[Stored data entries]
-- Opening Marker --

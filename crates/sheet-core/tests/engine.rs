// File: crates/sheet-core/tests/engine.rs
// Purpose: Command ordering, determinism, color injection and sink error propagation.

use sheet_core::{
    Color, DrawCommand, FixedColor, LayoutEngine, LayoutError, LineStyle, Point, RandomColor,
    RecordingSink, RenderSink, SheetConfig, ShapeStyle, SinkError, Size, TextStyle,
};

fn init_logs() {
    let _ = env_logger::builder().is_test(true).try_init();
}

fn small() -> SheetConfig {
    SheetConfig {
        canvas_size_mm: Size::new(100.0, 100.0),
        padding_mm: 10.0,
        border_thickness_mm: 5.0,
        stroke_width_mm: 0.5,
        font_size_mm: 3.0,
        row_divisions: 2,
        column_divisions: 2,
        ..SheetConfig::default()
    }
}

#[test]
fn commands_follow_stacking_order() {
    init_logs();
    let cmds = LayoutEngine::new(small()).commands().unwrap();
    assert_eq!(cmds.len(), 3 + 16 + 16);

    let kinds: Vec<&str> = cmds.iter().map(DrawCommand::kind).collect();
    assert_eq!(&kinds[..3], ["rect", "rect", "rect"]);
    assert!(kinds[3..19].iter().all(|k| *k == "line"));
    assert!(kinds[19..].iter().all(|k| *k == "text"));

    match &cmds[0] {
        DrawCommand::Rectangle { position, size, style } => {
            assert_eq!(*position, Point::new(0.0, 0.0));
            assert_eq!(*size, Size::new(100.0, 100.0));
            assert_eq!(style.fill, Some(Color::WHITE));
            assert_eq!(style.stroke, None);
        }
        other => panic!("background expected, got {other}"),
    }
    match &cmds[2] {
        DrawCommand::Rectangle { position, size, style } => {
            assert_eq!((*position, *size), (Point::new(15.0, 15.0), Size::new(70.0, 70.0)));
            assert_eq!(style.fill, None);
        }
        other => panic!("inner box expected, got {other}"),
    }
}

#[test]
fn end_ticks_are_drawn_twice_as_wide() {
    let cmds = LayoutEngine::new(small()).commands().unwrap();
    let widths: Vec<f64> = cmds
        .iter()
        .filter_map(|c| match c {
            DrawCommand::Line { style, .. } => Some(style.width_mm),
            _ => None,
        })
        .collect();
    // Columns first: 4 end ticks, 4 interior; then rows the same.
    assert_eq!(widths, [1.0, 1.0, 1.0, 1.0, 0.5, 0.5, 0.5, 0.5, 1.0, 1.0, 1.0, 1.0, 0.5, 0.5, 0.5, 0.5]);
}

#[test]
fn identical_configs_give_identical_commands() {
    let a = LayoutEngine::new(SheetConfig::default()).commands().unwrap();
    let b = LayoutEngine::new(SheetConfig::default()).commands().unwrap();
    assert_eq!(a, b);
    let la: Vec<String> = a.iter().map(ToString::to_string).collect();
    let lb: Vec<String> = b.iter().map(ToString::to_string).collect();
    assert_eq!(la, lb);
}

#[test]
fn background_comes_from_the_injected_source() {
    let teal = Color::rgb(0x20, 0x80, 0x80);
    let cmds = LayoutEngine::with_background(small(), FixedColor(teal)).commands().unwrap();
    assert!(matches!(&cmds[0], DrawCommand::Rectangle { style, .. } if style.fill == Some(teal)));
}

#[test]
fn seeded_random_backgrounds_repeat() {
    let mut a = LayoutEngine::with_background(small(), RandomColor::seeded(7));
    let mut b = LayoutEngine::with_background(small(), RandomColor::seeded(7));
    for _ in 0..3 {
        let (ca, cb) = (a.commands().unwrap(), b.commands().unwrap());
        assert_eq!(ca, cb);
        if let DrawCommand::Rectangle { style, .. } = &ca[0] {
            let c = style.fill.unwrap();
            assert!(c.r >= RandomColor::MIN_CHANNEL && c.g >= RandomColor::MIN_CHANNEL && c.b >= RandomColor::MIN_CHANNEL);
        }
    }
}

#[test]
fn render_replays_everything_then_finalizes_once() {
    let mut sink = RecordingSink::new();
    LayoutEngine::new(small()).render(&mut sink).unwrap();
    assert_eq!(sink.lines.len(), 35);
    assert_eq!(sink.finalized, 1);
    assert!(sink.lines[0].starts_with("rect 0.00000,0.00000 100.00000x100.00000 fill=#ffffff"));
}

#[test]
fn invalid_config_touches_no_sink() {
    let mut sink = RecordingSink::new();
    let cfg = SheetConfig { row_divisions: 0, ..small() };
    let err = LayoutEngine::new(cfg).render(&mut sink).unwrap_err();
    assert!(matches!(err, LayoutError::InvalidConfiguration(_)));
    assert!(sink.lines.is_empty());
    assert_eq!(sink.finalized, 0);
}

struct BrokenSink {
    draws: usize,
}

impl RenderSink for BrokenSink {
    fn draw_rectangle(&mut self, _: Point, _: Size, _: &ShapeStyle) { self.draws += 1; }
    fn draw_line(&mut self, _: Point, _: Point, _: &LineStyle) { self.draws += 1; }
    fn draw_text(&mut self, _: &str, _: Point, _: &TextStyle) { self.draws += 1; }
    fn finalize(&mut self) -> Result<(), SinkError> {
        Err(SinkError::Backend("disk full".into()))
    }
}

#[test]
fn sink_failures_surface_unchanged() {
    let mut sink = BrokenSink { draws: 0 };
    let err = LayoutEngine::new(small()).render(&mut sink).unwrap_err();
    match err {
        LayoutError::Sink(SinkError::Backend(msg)) => assert_eq!(msg, "disk full"),
        other => panic!("unexpected {other:?}"),
    }
    assert_eq!(sink.draws, 35);
}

-- Closing Marker --

> WHAT NEEDS TO BE DONE
Search the records for the string "RenderSink", and copy every line that holds it.

> RESULT OF THIS EXERCISE
    RecordingSink, RenderSink, SheetConfig, ShapeStyle, SinkError, Size, TextStyle,
impl RenderSink for BrokenSink {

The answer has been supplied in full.